▶ [REQUIREMENT]: Find and copy each line in the material below where the string "simulation" occurs.

━━━━━ PROVIDED DATA

//! RigidBody - A solid body that moves as a unit
//!
//! The body is a pure state container: position, velocity, mass, bounciness
//! and an axis-aligned bounding box centered on the position. Motion state
//! advances through `integrate`, which consumes the force accumulator exactly
//! once per call. Collision detection and response live in the collision
//! system; the body knows nothing about other bodies.

mod aabb;
mod body;
mod vec2;

pub use aabb::Aabb;
pub use body::RigidBody;
pub use vec2::Vec2;
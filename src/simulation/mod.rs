//! World - 2D impulse physics simulation
//!
//! Refactored for SOLID principles:
//! - Single Responsibility: World only orchestrates; detection, resolution,
//!   grounding and integration live in the systems modules
//! - Open/Closed: the detector can grow a broad-phase index without touching
//!   this file
//!
//! Collision detection and response are in systems/collision
//! Body state and integration are in systems/rigid_body

use crate::collision::CollisionRegistry;
use crate::rigid_body::{RigidBody, Vec2};

#[path = "perf/perf_timer.rs"]
mod perf_timer;
#[path = "perf/perf_stats.rs"]
mod perf_stats;
#[path = "step/step.rs"]
mod step;
#[path = "commands/commands.rs"]
mod commands;
#[path = "init/init.rs"]
mod init;
#[path = "init/settings.rs"]
mod settings;
mod facade;

pub use facade::World;
pub use perf_stats::PerfStats;
pub use settings::WorldConfig;

use perf_timer::PerfTimer;

/// The simulation world
pub struct WorldCore {
    bodies: Vec<RigidBody>,
    collisions: CollisionRegistry,
    next_body_id: u32,

    // Settings
    gravity: Vec2,
    fixed_dt: f32,
    grounded_tol: f32,

    // State
    frame: u64,

    // Perf metrics
    perf_enabled: bool,
    perf_stats: PerfStats,
}

impl WorldCore {
    /// Create a world with default settings
    pub fn new() -> Self {
        init::create_world_core()
    }

    /// Create a world from an explicit config
    pub fn with_config(config: &WorldConfig) -> Self {
        init::create_world_core_with_config(config)
    }

    /// Register a body for simulation; returns the assigned body id.
    ///
    /// No removal operation exists - see `commands::add_body`.
    pub fn add_body(&mut self, body: RigidBody) -> u32 {
        commands::add_body(self, body)
    }

    pub fn body_count(&self) -> usize {
        self.bodies.len()
    }

    /// Number of currently-overlapping pairs in the registry
    pub fn collision_count(&self) -> usize {
        self.collisions.len()
    }

    pub fn frame(&self) -> u64 {
        self.frame
    }

    /// Step the simulation forward by one fixed tick:
    /// detect -> resolve -> integrate
    pub fn step(&mut self) {
        step::step(self);
    }

    /// Is the body resting on another body beneath it?
    pub fn is_grounded(&self, id: u32) -> bool {
        commands::is_body_grounded(self, id)
    }

    pub fn body_position(&self, id: u32) -> Option<(f32, f32)> {
        commands::body_position(self, id)
    }

    pub fn body_velocity(&self, id: u32) -> Option<(f32, f32)> {
        commands::body_velocity(self, id)
    }

    /// Overwrite a body's velocity. Returns false for unknown ids.
    pub fn set_body_velocity(&mut self, id: u32, vx: f32, vy: f32) -> bool {
        commands::set_body_velocity(self, id, vx, vy)
    }

    /// Accumulate an external force on a body, consumed by the next step.
    /// Returns false for unknown ids.
    pub fn apply_force(&mut self, id: u32, fx: f32, fy: f32) -> bool {
        commands::apply_force(self, id, fx, fy)
    }

    pub fn set_gravity(&mut self, x: f32, y: f32) {
        settings::set_gravity(self, x, y);
    }

    /// Set the fixed timestep in seconds (non-positive values are ignored)
    pub fn set_fixed_timestep(&mut self, dt: f32) {
        settings::set_fixed_timestep(self, dt);
    }

    pub fn fixed_timestep(&self) -> f32 {
        settings::fixed_timestep(self)
    }

    pub fn set_grounded_tolerance(&mut self, tolerance: f32) {
        settings::set_grounded_tolerance(self, tolerance);
    }

    /// Load settings from a JSON config blob
    pub fn load_config_json(&mut self, json: &str) -> Result<(), String> {
        settings::load_config_json(self, json)
    }

    /// Current settings as a JSON blob
    pub fn config_json(&self) -> String {
        settings::config_json(self)
    }

    /// Enable or disable per-step perf metrics (adds timing overhead when enabled)
    pub fn enable_perf_metrics(&mut self, enabled: bool) {
        settings::enable_perf_metrics(self, enabled);
    }

    /// Get last step perf snapshot (zeros when perf disabled)
    pub fn get_perf_stats(&self) -> PerfStats {
        settings::get_perf_stats(self)
    }
}

impl Default for WorldCore {
    fn default() -> Self {
        Self::new()
    }
}

#[cfg(test)]
#[path = "tests/tests.rs"]
mod tests;
use super::vec2::Vec2;

/// Axis-aligned bounding box expressed as bottom-left and top-right corners.
///
/// Always centered on the owning body's position; the detector derives half
/// sizes from the corners, the grounded query reads the edges directly.
#[derive(Clone, Copy, Debug, PartialEq)]
pub struct Aabb {
    pub bottom_left: Vec2,
    pub top_right: Vec2,
}

impl Aabb {
    pub fn new(bottom_left: Vec2, top_right: Vec2) -> Self {
        Self { bottom_left, top_right }
    }

    pub fn from_center(center: Vec2, half_extents: Vec2) -> Self {
        Self {
            bottom_left: center - half_extents,
            top_right: center + half_extents,
        }
    }

    /// Half the box extent on each axis
    pub fn half_size(&self) -> Vec2 {
        (self.top_right - self.bottom_left) * 0.5
    }

    /// Do the two boxes overlap when projected onto the x-axis?
    pub fn overlaps_horizontally(&self, other: &Aabb) -> bool {
        self.bottom_left.x < other.top_right.x && self.top_right.x > other.bottom_left.x
    }
}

━━━━━━━━━━

▶ [SOLVED PROBLEM]:
filename src/simulation/mod.rs
//! World - 2D impulse physics simulation
/// The simulation world
    /// Register a body for simulation; returns the assigned body id.
    /// Step the simulation forward by one fixed tick:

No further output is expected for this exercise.